DATASET RECORDS
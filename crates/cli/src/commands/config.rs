use std::env;
use std::fs;
use std::path::{Path, PathBuf};

use closelink_core::config::{AppConfig, LoadOptions};
use secrecy::ExposeSecret;
use toml::Value;

pub fn run() -> String {
    let config = match AppConfig::load(LoadOptions::default()) {
        Ok(config) => config,
        Err(error) => return format!("config validation failed: {error}"),
    };

    let config_file_path = detect_config_path();
    let config_file_doc = load_config_file_doc(config_file_path.as_deref());

    let api_key = redact_secret(config.close.api_key.expose_secret());
    let signature_key =
        if config.webhook.signature_key.is_some() { "<redacted>" } else { "<unset>" };

    let state_path = optional(
        config.webhook.state_path.as_ref().map(|path| path.display().to_string()),
    );

    let fields: [(&str, &str, &str); 19] = [
        ("close.api_key", "CLOSELINK_CLOSE_API_KEY", &api_key),
        ("close.base_url", "CLOSELINK_CLOSE_BASE_URL", &config.close.base_url),
        (
            "close.timeout_secs",
            "CLOSELINK_CLOSE_TIMEOUT_SECS",
            &optional(config.close.timeout_secs.map(|secs| secs.to_string())),
        ),
        ("webhook.signature_key", "CLOSELINK_WEBHOOK_SIGNATURE_KEY", signature_key),
        ("webhook.scheme", "CLOSELINK_WEBHOOK_SCHEME", config.webhook.scheme.as_str()),
        (
            "webhook.tolerance_secs",
            "CLOSELINK_WEBHOOK_TOLERANCE_SECS",
            &config.webhook.tolerance_secs.to_string(),
        ),
        (
            "webhook.idempotency",
            "CLOSELINK_WEBHOOK_IDEMPOTENCY",
            &config.webhook.idempotency.to_string(),
        ),
        (
            "webhook.dedupe_capacity",
            "CLOSELINK_WEBHOOK_DEDUPE_CAPACITY",
            &config.webhook.dedupe_capacity.to_string(),
        ),
        (
            "webhook.enrich_metadata",
            "CLOSELINK_WEBHOOK_ENRICH_METADATA",
            &config.webhook.enrich_metadata.to_string(),
        ),
        (
            "webhook.public_url",
            "CLOSELINK_WEBHOOK_PUBLIC_URL",
            config.webhook.public_url.as_deref().unwrap_or("<unset>"),
        ),
        ("webhook.state_path", "CLOSELINK_WEBHOOK_STATE_PATH", &state_path),
        (
            "cache.custom_field_ttl_secs",
            "CLOSELINK_CACHE_CUSTOM_FIELD_TTL_SECS",
            &config.cache.custom_field_ttl_secs.to_string(),
        ),
        (
            "cache.user_ttl_secs",
            "CLOSELINK_CACHE_USER_TTL_SECS",
            &config.cache.user_ttl_secs.to_string(),
        ),
        (
            "cache.max_capacity",
            "CLOSELINK_CACHE_MAX_CAPACITY",
            &config.cache.max_capacity.to_string(),
        ),
        ("server.bind_address", "CLOSELINK_SERVER_BIND_ADDRESS", &config.server.bind_address),
        ("server.port", "CLOSELINK_SERVER_PORT", &config.server.port.to_string()),
        (
            "server.graceful_shutdown_secs",
            "CLOSELINK_SERVER_GRACEFUL_SHUTDOWN_SECS",
            &config.server.graceful_shutdown_secs.to_string(),
        ),
        ("logging.level", "CLOSELINK_LOGGING_LEVEL", &config.logging.level),
        ("logging.format", "CLOSELINK_LOGGING_FORMAT", &format!("{:?}", config.logging.format)),
    ];

    let mut lines = vec!["effective config (source precedence: env > file > default):".to_string()];
    for (key_path, env_key, value) in fields {
        lines.push(render_line(
            key_path,
            value,
            field_source(
                key_path,
                Some(env_key),
                config_file_doc.as_ref(),
                config_file_path.as_deref(),
            ),
        ));
    }

    lines.join("\n")
}

fn optional(value: Option<String>) -> String {
    value.unwrap_or_else(|| "<unset>".to_string())
}

fn detect_config_path() -> Option<PathBuf> {
    [PathBuf::from("closelink.toml"), PathBuf::from("config/closelink.toml")]
        .into_iter()
        .find(|path| path.exists())
}

fn load_config_file_doc(path: Option<&Path>) -> Option<Value> {
    let path = path?;
    let raw = fs::read_to_string(path).ok()?;
    raw.parse::<Value>().ok()
}

fn field_source(
    key_path: &str,
    env_key: Option<&str>,
    config_file_doc: Option<&Value>,
    config_file_path: Option<&Path>,
) -> String {
    if let Some(env_key) = env_key {
        if env::var_os(env_key).is_some() {
            return format!("env ({env_key})");
        }
    }

    if let Some(doc) = config_file_doc {
        if contains_path(doc, key_path) {
            let file_path = config_file_path
                .map(|path| path.display().to_string())
                .unwrap_or_else(|| "config file".to_string());
            return format!("file ({file_path})");
        }
    }

    "default".to_string()
}

fn contains_path(root: &Value, key_path: &str) -> bool {
    let mut current = root;
    for key in key_path.split('.') {
        let Some(next) = current.get(key) else {
            return false;
        };
        current = next;
    }
    true
}

fn render_line(key: &str, value: &str, source: String) -> String {
    format!("- {key} = {value} (source: {source})")
}

/// Close API keys start with `api_`; only that prefix is ever shown.
fn redact_secret(secret: &str) -> String {
    let trimmed = secret.trim();
    if trimmed.is_empty() {
        return "<empty>".to_string();
    }

    if let Some((prefix, _)) = trimmed.split_once('_') {
        return format!("{prefix}_***");
    }

    "<redacted>".to_string()
}
use std::sync::Arc;

use clap::Args;
use closelink_core::domain::operation::{Operation, OperationRequest, Resource};
use closelink_crm::Executor;
use serde_json::Value;

use super::{close_client, load_config, runtime, CommandResult, EXIT_INPUT};

const COMMAND: &str = "invoke";

#[derive(Debug, Clone, Args)]
pub struct InvokeArgs {
    #[arg(help = "Resource name, e.g. lead, opportunityStatus, customActivity")]
    pub resource: String,
    #[arg(help = "Operation name, e.g. create, get, find, update, delete, list")]
    pub operation: String,
    #[arg(
        long,
        default_value = "{}",
        help = "Parameters as a JSON object, or an array of objects to run a batch"
    )]
    pub params: String,
    #[arg(long, help = "Record per-item failures in the output instead of aborting the batch")]
    pub continue_on_fail: bool,
}

pub fn run(args: InvokeArgs) -> CommandResult {
    let requests = match build_requests(&args) {
        Ok(requests) => requests,
        Err(message) => return CommandResult::failure(COMMAND, "invalid_input", message, EXIT_INPUT),
    };

    let config = match load_config(COMMAND) {
        Ok(config) => config,
        Err(result) => return result,
    };
    let client = match close_client(COMMAND, &config) {
        Ok(client) => client,
        Err(result) => return result,
    };
    let runtime = match runtime(COMMAND) {
        Ok(runtime) => runtime,
        Err(result) => return result,
    };

    let executor = Executor::new(Arc::new(client));
    let result = runtime.block_on(executor.run_batch(&requests, args.continue_on_fail));

    match result {
        Ok(records) => CommandResult::success_with_data(
            COMMAND,
            format!("{} {} returned {} record(s)", args.resource, args.operation, records.len()),
            Value::Array(records),
        ),
        Err(error) => CommandResult::crm_failure(COMMAND, &error),
    }
}

fn build_requests(args: &InvokeArgs) -> Result<Vec<OperationRequest>, String> {
    let resource = Resource::parse(&args.resource)
        .ok_or_else(|| format!("unknown resource `{}`", args.resource))?;
    let operation = Operation::parse(&args.operation)
        .ok_or_else(|| format!("unknown operation `{}`", args.operation))?;

    let params: Value = serde_json::from_str(&args.params)
        .map_err(|error| format!("--params is not valid JSON: {error}"))?;
    let items = match params {
        Value::Array(items) => items,
        single @ Value::Object(_) => vec![single],
        _ => return Err("--params must be a JSON object or an array of objects".to_string()),
    };
    if items.is_empty() {
        return Err("--params contains no items".to_string());
    }

    items
        .into_iter()
        .enumerate()
        .map(|(index, item)| match item {
            Value::Object(_) => Ok(OperationRequest::new(resource, operation, item)),
            _ => Err(format!("--params item {index} is not a JSON object")),
        })
        .collect()
}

TASK BRIEF
Copy out, from the data above, every line holding the word "unset".

EXERCISE OUTPUT
        if config.webhook.signature_key.is_some() { "<redacted>" } else { "<unset>" };
            config.webhook.public_url.as_deref().unwrap_or("<unset>"),
    value.unwrap_or_else(|| "<unset>".to_string())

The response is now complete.